Problem:
Nothing in the entries should be altered. Write them out in full.

----------------------------------------

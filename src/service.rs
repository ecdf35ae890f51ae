//! Configured STH services: a token manager and a history fetcher per id.

use crate::config::{BridgeConfig, QueryDefaults, ServiceConfig};
use crate::credentials::CredentialStore;
use crate::error::{Error, Result};
use crate::history::{HistoryFetcher, HistoryQuery, HistoryResult, ResponseFormat, Tenant};
use crate::oauth::TokenManager;
use chrono::{Duration, Utc};
use serde::Deserialize;
use std::collections::BTreeMap;
use std::sync::Arc;
use tracing::{debug, info};

/// Caller input for one history trigger.
///
/// Anything left unset falls back to the service's `QueryDefaults`; the
/// entity id has no default.
#[derive(Clone, Debug, Default, Deserialize)]
pub struct HistoryRequest {
    pub entity_id: Option<String>,
    pub entity_type: Option<String>,
    pub attribute: Option<String>,
    pub last_n: Option<u32>,
    pub period_ms: Option<i64>,
    pub format: Option<ResponseFormat>,
}

impl HistoryRequest {
    pub fn for_entity(entity_id: &str) -> Self {
        Self {
            entity_id: Some(entity_id.to_string()),
            ..Default::default()
        }
    }

    /// Resolves the request against `defaults`.
    pub fn resolve(&self, defaults: &QueryDefaults) -> Result<HistoryQuery> {
        fn required(value: Option<&String>, name: &str) -> Result<String> {
            value
                .filter(|v| !v.trim().is_empty())
                .cloned()
                .ok_or_else(|| Error::InvalidQuery(format!("missing {}", name)))
        }

        let entity_id = required(self.entity_id.as_ref(), "entity_id")?;
        let entity_type = required(
            self.entity_type.as_ref().or(defaults.entity_type.as_ref()),
            "entity_type",
        )?;
        let attribute = required(
            self.attribute.as_ref().or(defaults.attribute.as_ref()),
            "attribute",
        )?;

        let period_ms = self.period_ms.unwrap_or(defaults.period_ms);
        if period_ms < 0 {
            return Err(Error::InvalidQuery("period_ms must not be negative".to_string()));
        }

        let window_start_offset = match period_ms {
            0 => None,
            ms => Some(Duration::try_milliseconds(ms).ok_or_else(|| {
                Error::InvalidQuery("period_ms is out of range".to_string())
            })?),
        };

        let query = HistoryQuery {
            entity_id,
            entity_type,
            attribute,
            sample_count: self.last_n.unwrap_or(defaults.last_n),
            window_start_offset,
        };
        query.date_from(Utc::now())?;

        Ok(query)
    }

    /// The requested body format, falling back to `defaults`.
    pub fn format_or(&self, defaults: &QueryDefaults) -> ResponseFormat {
        self.format.unwrap_or(defaults.format)
    }
}

/// One STH endpoint with its authentication state.
pub struct Service {
    id: String,
    tokens: TokenManager,
    fetcher: HistoryFetcher,
    defaults: QueryDefaults,
    refresh_margin: Duration,
}

impl Service {
    pub fn new(
        id: &str,
        tokens: TokenManager,
        fetcher: HistoryFetcher,
        defaults: QueryDefaults,
        refresh_margin: Duration,
    ) -> Self {
        Self {
            id: id.to_string(),
            tokens,
            fetcher,
            defaults,
            refresh_margin,
        }
    }

    /// Builds a service from its configuration, restoring any stored token.
    pub fn from_config(
        id: &str,
        config: &ServiceConfig,
        store: Arc<dyn CredentialStore>,
        refresh_margin: Duration,
    ) -> Result<Self> {
        let fetcher = HistoryFetcher::new(
            config.base_url()?,
            Tenant {
                service: config.fiware_service.clone(),
                service_path: config.fiware_service_path.clone(),
            },
        );
        let tokens = TokenManager::load(id, config.oauth.clone(), store)?;

        Ok(Self::new(
            id,
            tokens,
            fetcher,
            config.query.clone(),
            refresh_margin,
        ))
    }

    pub fn id(&self) -> &str {
        &self.id
    }

    pub fn tokens(&self) -> &TokenManager {
        &self.tokens
    }

    pub fn fetcher(&self) -> &HistoryFetcher {
        &self.fetcher
    }

    pub fn defaults(&self) -> &QueryDefaults {
        &self.defaults
    }

    /// Handles one trigger: refresh the token if it is close to expiry, then
    /// fetch with whatever token is current.
    pub async fn query(&self, request: &HistoryRequest) -> Result<HistoryResult> {
        let query = request.resolve(&self.defaults)?;

        if self.tokens.ensure_fresh(self.refresh_margin).await?.is_some() {
            debug!(service = %self.id, "Token refreshed before query");
        }

        let access_token = self.tokens.current_access_token();
        self.fetcher.fetch(&query, access_token.as_deref()).await
    }
}

/// All configured services, keyed by id.
#[derive(Default)]
pub struct ServiceRegistry {
    services: BTreeMap<String, Arc<Service>>,
}

impl ServiceRegistry {
    pub fn new() -> Self {
        Self::default()
    }

    pub fn from_config(config: &BridgeConfig, store: Arc<dyn CredentialStore>) -> Result<Self> {
        let mut registry = Self::new();
        let margin = config.refresh.margin()?;

        for (id, service_config) in &config.services {
            let service = Service::from_config(id, service_config, store.clone(), margin)
                .map_err(|e| match e {
                    Error::Config(msg) => Error::Config(format!("service '{}': {}", id, msg)),
                    other => other,
                })?;

            info!(
                service = %id,
                url = %service.fetcher().base_url(),
                authenticated = service.tokens().current_access_token().is_some(),
                "Service registered"
            );
            registry.insert(service);
        }

        Ok(registry)
    }

    pub fn insert(&mut self, service: Service) {
        self.services
            .insert(service.id().to_string(), Arc::new(service));
    }

    pub fn get(&self, id: &str) -> Option<Arc<Service>> {
        self.services.get(id).cloned()
    }

    /// The service whose token manager issued `state`.
    pub fn find_by_state(&self, state: &str) -> Option<Arc<Service>> {
        self.services
            .values()
            .find(|service| service.tokens().owns_state(state))
            .cloned()
    }

    pub fn ids(&self) -> impl Iterator<Item = &str> {
        self.services.keys().map(String::as_str)
    }

    pub fn len(&self) -> usize {
        self.services.len()
    }

    pub fn is_empty(&self) -> bool {
        self.services.is_empty()
    }
}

----------------------------------------

Answer to the problem:
filename src/service.rs
repository ecdf35ae890f51ae
//! Configured STH services: a token manager and a history fetcher per id.

use crate::config::{BridgeConfig, QueryDefaults, ServiceConfig};
use crate::credentials::CredentialStore;
use crate::error::{Error, Result};
use crate::history::{HistoryFetcher, HistoryQuery, HistoryResult, ResponseFormat, Tenant};
use crate::oauth::TokenManager;
use chrono::{Duration, Utc};
use serde::Deserialize;
use std::collections::BTreeMap;
use std::sync::Arc;
use tracing::{debug, info};

/// Caller input for one history trigger.
///
/// Anything left unset falls back to the service's `QueryDefaults`; the
/// entity id has no default.
#[derive(Clone, Debug, Default, Deserialize)]
pub struct HistoryRequest {
    pub entity_id: Option<String>,
    pub entity_type: Option<String>,
    pub attribute: Option<String>,
    pub last_n: Option<u32>,
    pub period_ms: Option<i64>,
    pub format: Option<ResponseFormat>,
}

impl HistoryRequest {
    pub fn for_entity(entity_id: &str) -> Self {
        Self {
            entity_id: Some(entity_id.to_string()),
            ..Default::default()
        }
    }

    /// Resolves the request against `defaults`.
    pub fn resolve(&self, defaults: &QueryDefaults) -> Result<HistoryQuery> {
        fn required(value: Option<&String>, name: &str) -> Result<String> {
            value
                .filter(|v| !v.trim().is_empty())
                .cloned()
                .ok_or_else(|| Error::InvalidQuery(format!("missing {}", name)))
        }

        let entity_id = required(self.entity_id.as_ref(), "entity_id")?;
        let entity_type = required(
            self.entity_type.as_ref().or(defaults.entity_type.as_ref()),
            "entity_type",
        )?;
        let attribute = required(
            self.attribute.as_ref().or(defaults.attribute.as_ref()),
            "attribute",
        )?;

        let period_ms = self.period_ms.unwrap_or(defaults.period_ms);
        if period_ms < 0 {
            return Err(Error::InvalidQuery("period_ms must not be negative".to_string()));
        }

        let window_start_offset = match period_ms {
            0 => None,
            ms => Some(Duration::try_milliseconds(ms).ok_or_else(|| {
                Error::InvalidQuery("period_ms is out of range".to_string())
            })?),
        };

        let query = HistoryQuery {
            entity_id,
            entity_type,
            attribute,
            sample_count: self.last_n.unwrap_or(defaults.last_n),
            window_start_offset,
        };
        query.date_from(Utc::now())?;

        Ok(query)
    }

    /// The requested body format, falling back to `defaults`.
    pub fn format_or(&self, defaults: &QueryDefaults) -> ResponseFormat {
        self.format.unwrap_or(defaults.format)
    }
}

/// One STH endpoint with its authentication state.
pub struct Service {
    id: String,
    tokens: TokenManager,
    fetcher: HistoryFetcher,
    defaults: QueryDefaults,
    refresh_margin: Duration,
}

impl Service {
    pub fn new(
        id: &str,
        tokens: TokenManager,
        fetcher: HistoryFetcher,
        defaults: QueryDefaults,
        refresh_margin: Duration,
    ) -> Self {
        Self {
            id: id.to_string(),
            tokens,
            fetcher,
            defaults,
            refresh_margin,
        }
    }

    /// Builds a service from its configuration, restoring any stored token.
    pub fn from_config(
        id: &str,
        config: &ServiceConfig,
        store: Arc<dyn CredentialStore>,
        refresh_margin: Duration,
    ) -> Result<Self> {
        let fetcher = HistoryFetcher::new(
            config.base_url()?,
            Tenant {
                service: config.fiware_service.clone(),
                service_path: config.fiware_service_path.clone(),
            },
        );
        let tokens = TokenManager::load(id, config.oauth.clone(), store)?;

        Ok(Self::new(
            id,
            tokens,
            fetcher,
            config.query.clone(),
            refresh_margin,
        ))
    }

    pub fn id(&self) -> &str {
        &self.id
    }

    pub fn tokens(&self) -> &TokenManager {
        &self.tokens
    }

    pub fn fetcher(&self) -> &HistoryFetcher {
        &self.fetcher
    }

    pub fn defaults(&self) -> &QueryDefaults {
        &self.defaults
    }

    /// Handles one trigger: refresh the token if it is close to expiry, then
    /// fetch with whatever token is current.
    pub async fn query(&self, request: &HistoryRequest) -> Result<HistoryResult> {
        let query = request.resolve(&self.defaults)?;

        if self.tokens.ensure_fresh(self.refresh_margin).await?.is_some() {
            debug!(service = %self.id, "Token refreshed before query");
        }

        let access_token = self.tokens.current_access_token();
        self.fetcher.fetch(&query, access_token.as_deref()).await
    }
}

/// All configured services, keyed by id.
#[derive(Default)]
pub struct ServiceRegistry {
    services: BTreeMap<String, Arc<Service>>,
}

impl ServiceRegistry {
    pub fn new() -> Self {
        Self::default()
    }

    pub fn from_config(config: &BridgeConfig, store: Arc<dyn CredentialStore>) -> Result<Self> {
        let mut registry = Self::new();
        let margin = config.refresh.margin()?;

        for (id, service_config) in &config.services {
            let service = Service::from_config(id, service_config, store.clone(), margin)
                .map_err(|e| match e {
                    Error::Config(msg) => Error::Config(format!("service '{}': {}", id, msg)),
                    other => other,
                })?;

            info!(
                service = %id,
                url = %service.fetcher().base_url(),
                authenticated = service.tokens().current_access_token().is_some(),
                "Service registered"
            );
            registry.insert(service);
        }

        Ok(registry)
    }

    pub fn insert(&mut self, service: Service) {
        self.services
            .insert(service.id().to_string(), Arc::new(service));
    }

    pub fn get(&self, id: &str) -> Option<Arc<Service>> {
        self.services.get(id).cloned()
    }

    /// The service whose token manager issued `state`.
    pub fn find_by_state(&self, state: &str) -> Option<Arc<Service>> {
        self.services
            .values()
            .find(|service| service.tokens().owns_state(state))
            .cloned()
    }

    pub fn ids(&self) -> impl Iterator<Item = &str> {
        self.services.keys().map(String::as_str)
    }

    pub fn len(&self) -> usize {
        self.services.len()
    }

    pub fn is_empty(&self) -> bool {
        self.services.is_empty()
    }
}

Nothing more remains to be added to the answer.